The killing wasn’t over.

Though everyone in the barn had initially complied with law enforcement, one man, high on pills and booze, made a break for it, however comedically. In doing so, however, he drew a gun from his waistband, though it wasn’t clear if he meant to use it or if he was just afraid it might discharge as he ran.

A sheriff’s deputy opened fire and struck the man three times in the back. Only, two of the bullets emerged from the fellow’s chest, striking a second spectator in the face. As this man fell, Lil’ Mwerto leaped to his feet.

“Holy shit, man!” he exclaimed.

A deputy turned his weapon on the singer, but before he could shoot, Derek, the college veterinary student, pulled out the .32 he kept in case he needed to off one of the dogs himself and shot that deputy in the neck and a second in the head. Both fell back into the fight pit.

“You’re welcome,” Derek said to Lil’ Mwerto.

The recording artist didn’t look a gift horse in the mouth. He signaled his entourage and raced for the door. More sheriff’s deputies and more heavily armed Secret Service agents quickly followed, now opening fire on the remaining crowd. Several of the spectators reached for guns of their own, and soon bullets flew in both directions.

Out in the woods, Akka ran. But despite the violence she’d just witnessed, she thought only of the wealth of smells now filling her nose. Since she’d grown up in the kennel, the rich, inviting textures of trees, plants, soil, and the other animals of the forest were only there and gone. She breathed deeply, pulling the cool night air into her lungs and exhaling puffs of steam that soon trailed behind her.

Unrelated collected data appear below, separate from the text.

//! Process configuration for the endpoint copier
//!
//! Built once at startup from command-line flags and shared immutably through
//! the controller context.

use std::time::Duration;

use crate::identity::StaticIdentity;
use crate::Error;

/// Protocols accepted for the apiserver-fixed port override
const VALID_PROTOCOLS: [&str; 3] = ["TCP", "UDP", "SCTP"];

/// Default safety-net resync after a successful reconcile
pub const DEFAULT_RESYNC_INTERVAL: Duration = Duration::from_secs(300);

/// Which endpoint representation is synced
#[derive(Clone, Copy, Debug, PartialEq, Eq)]
pub enum SyncMode {
    /// One managed `Endpoints` record, overwritten every cycle
    Endpoints,
    /// One managed `EndpointSlice` per source slice, upserted with server-side apply
    EndpointSlices,
}

/// Where the whole-object strategy takes its ports from
#[derive(Clone, Copy, Debug, PartialEq, Eq)]
pub enum EndpointsPortSource {
    /// A single fixed (port, protocol) pair from configuration
    Apiserver,
    /// The managed Service's declared ports, resolved through their target ports
    Service,
}

/// Fixed port published by the apiserver-fixed policy
#[derive(Clone, Debug, PartialEq, Eq)]
pub struct ApiserverPort {
    /// Port number
    pub port: i32,
    /// Protocol (TCP, UDP or SCTP)
    pub protocol: String,
}

impl Default for ApiserverPort {
    fn default() -> Self {
        Self {
            port: 6443,
            protocol: crate::DEFAULT_PROTOCOL.to_string(),
        }
    }
}

/// The port-mapping policy chosen for this deployment
///
/// The three behaviors are mutually exclusive; exactly one is active per process.
#[derive(Clone, Debug, PartialEq, Eq)]
pub enum PortPolicyKind {
    /// Per-slice mode: numeric target port, else the declared port
    SliceTargetPort,
    /// Whole-object variant A: same rule as per-slice, applied to every subset
    ServiceTargetPort,
    /// Whole-object variant B: every subset gets the fixed apiserver port
    ApiserverFixed(ApiserverPort),
}

/// Operator configuration
#[derive(Clone, Debug)]
pub struct Config {
    /// Static (source, managed) identities
    pub identity: StaticIdentity,
    /// Endpoint representation being synced
    pub sync_mode: SyncMode,
    /// Port mapping policy
    pub port_policy: PortPolicyKind,
    /// Requeue interval after a successful reconcile
    pub resync_interval: Duration,
}

impl Config {
    /// Create a validated configuration
    pub fn new(
        identity: StaticIdentity,
        sync_mode: SyncMode,
        ports: EndpointsPortSource,
        apiserver: ApiserverPort,
        resync_interval: Duration,
    ) -> Result<Self, Error> {
        validate_apiserver_port(&apiserver)?;

        if identity.source.is_empty() || identity.managed.is_empty() {
            return Err(Error::validation(
                "static source and managed names and namespaces must be set",
            ));
        }

        let port_policy = match (sync_mode, ports) {
            (SyncMode::EndpointSlices, _) => PortPolicyKind::SliceTargetPort,
            (SyncMode::Endpoints, EndpointsPortSource::Service) => {
                PortPolicyKind::ServiceTargetPort
            }
            (SyncMode::Endpoints, EndpointsPortSource::Apiserver) => {
                PortPolicyKind::ApiserverFixed(apiserver)
            }
        };

        Ok(Self {
            identity,
            sync_mode,
            port_policy,
            resync_interval,
        })
    }
}

fn validate_apiserver_port(apiserver: &ApiserverPort) -> Result<(), Error> {
    if !(1..=65535).contains(&apiserver.port) {
        return Err(Error::validation(format!(
            "apiserver port {} is out of range 1-65535",
            apiserver.port
        )));
    }
    if !VALID_PROTOCOLS.contains(&apiserver.protocol.as_str()) {
        return Err(Error::validation(format!(
            "apiserver protocol {} must be one of {}",
            apiserver.protocol,
            VALID_PROTOCOLS.join(", ")
        )));
    }
    Ok(())
}

#[cfg(test)]
mod tests {
    use super::*;
    use crate::identity::ObjectKey;

    fn identity() -> StaticIdentity {
        StaticIdentity {
            source: ObjectKey::new("default", "kubernetes"),
            managed: ObjectKey::new("default", "kubernetes-vip"),
        }
    }

    #[test]
    fn slice_mode_always_uses_target_port_policy() {
        let config = Config::new(
            identity(),
            SyncMode::EndpointSlices,
            EndpointsPortSource::Apiserver,
            ApiserverPort::default(),
            DEFAULT_RESYNC_INTERVAL,
        )
        .expect("valid config");
        assert_eq!(config.port_policy, PortPolicyKind::SliceTargetPort);
    }

    #[test]
    fn endpoints_mode_selects_variant_by_port_source() {
        let fixed = Config::new(
            identity(),
            SyncMode::Endpoints,
            EndpointsPortSource::Apiserver,
            ApiserverPort {
                port: 443,
                protocol: "TCP".to_string(),
            },
            DEFAULT_RESYNC_INTERVAL,
        )
        .expect("valid config");
        assert_eq!(
            fixed.port_policy,
            PortPolicyKind::ApiserverFixed(ApiserverPort {
                port: 443,
                protocol: "TCP".to_string(),
            })
        );

        let service = Config::new(
            identity(),
            SyncMode::Endpoints,
            EndpointsPortSource::Service,
            ApiserverPort::default(),
            DEFAULT_RESYNC_INTERVAL,
        )
        .expect("valid config");
        assert_eq!(service.port_policy, PortPolicyKind::ServiceTargetPort);
    }

    #[test]
    fn invalid_apiserver_port_is_rejected() {
        for port in [0, -1, 65536] {
            let result = Config::new(
                identity(),
                SyncMode::Endpoints,
                EndpointsPortSource::Apiserver,
                ApiserverPort {
                    port,
                    protocol: "TCP".to_string(),
                },
                DEFAULT_RESYNC_INTERVAL,
            );
            assert!(result.is_err(), "port {port} should be rejected");
        }
    }

    #[test]
    fn invalid_protocol_is_rejected() {
        let result = Config::new(
            identity(),
            SyncMode::Endpoints,
            EndpointsPortSource::Apiserver,
            ApiserverPort {
                port: 6443,
                protocol: "HTTP".to_string(),
            },
            DEFAULT_RESYNC_INTERVAL,
        );
        assert!(matches!(result, Err(Error::Validation(_))));
    }

    #[test]
    fn empty_static_identity_is_rejected() {
        let mut id = identity();
        id.managed = ObjectKey::new("default", "");
        let result = Config::new(
            id,
            SyncMode::EndpointSlices,
            EndpointsPortSource::Apiserver,
            ApiserverPort::default(),
            DEFAULT_RESYNC_INTERVAL,
        );
        assert!(result.is_err());
    }
}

She was soon panting, her heart pounding.

That was when she heard a new sound. She stopped and listened, but had known immediately it was a pursuer. She sniffed the air, recognizing a canine scent she’d smelled on the scared man in the laboratory.

She stopped running. She knew the other dog must smell her, too, and turned to wait. She planted her feet, her spine going taut as she readied herself for the coming fight. She growled and bared her teeth as saliva wet her mouth. When the animal emerged from the woods, she would pounce first.

But seconds passed, and nothing came. No dog or human. The smell was still there, but it was already beginning to fade. She whipped her head to the left, lifting her nose to the air in hopes of catching her enemy’s scent in case it had tried to flank her. But again, nothing. She tried the right side without any more luck.

Simply, her pursuer was gone, the animal either having lost the trail or given up.

Akka hesitated not a second longer and hurried off again. A moment later, and she was once more enjoying the cold night air as it replaced the taste of blood still warm on her tongue.

Someone had called the press. That was the only explanation for why a news van had managed to reach the scene less than five minutes after the first shot echoed through the woods. Curiously, however, they’d sent a young female reporter whose beat was celebrity gossip, not crime scenes. Even as her crew unloaded their equipment for their first stand-up, she saw the first of a line of corpses, had a panic attack, and wouldn’t be coaxed out of the van.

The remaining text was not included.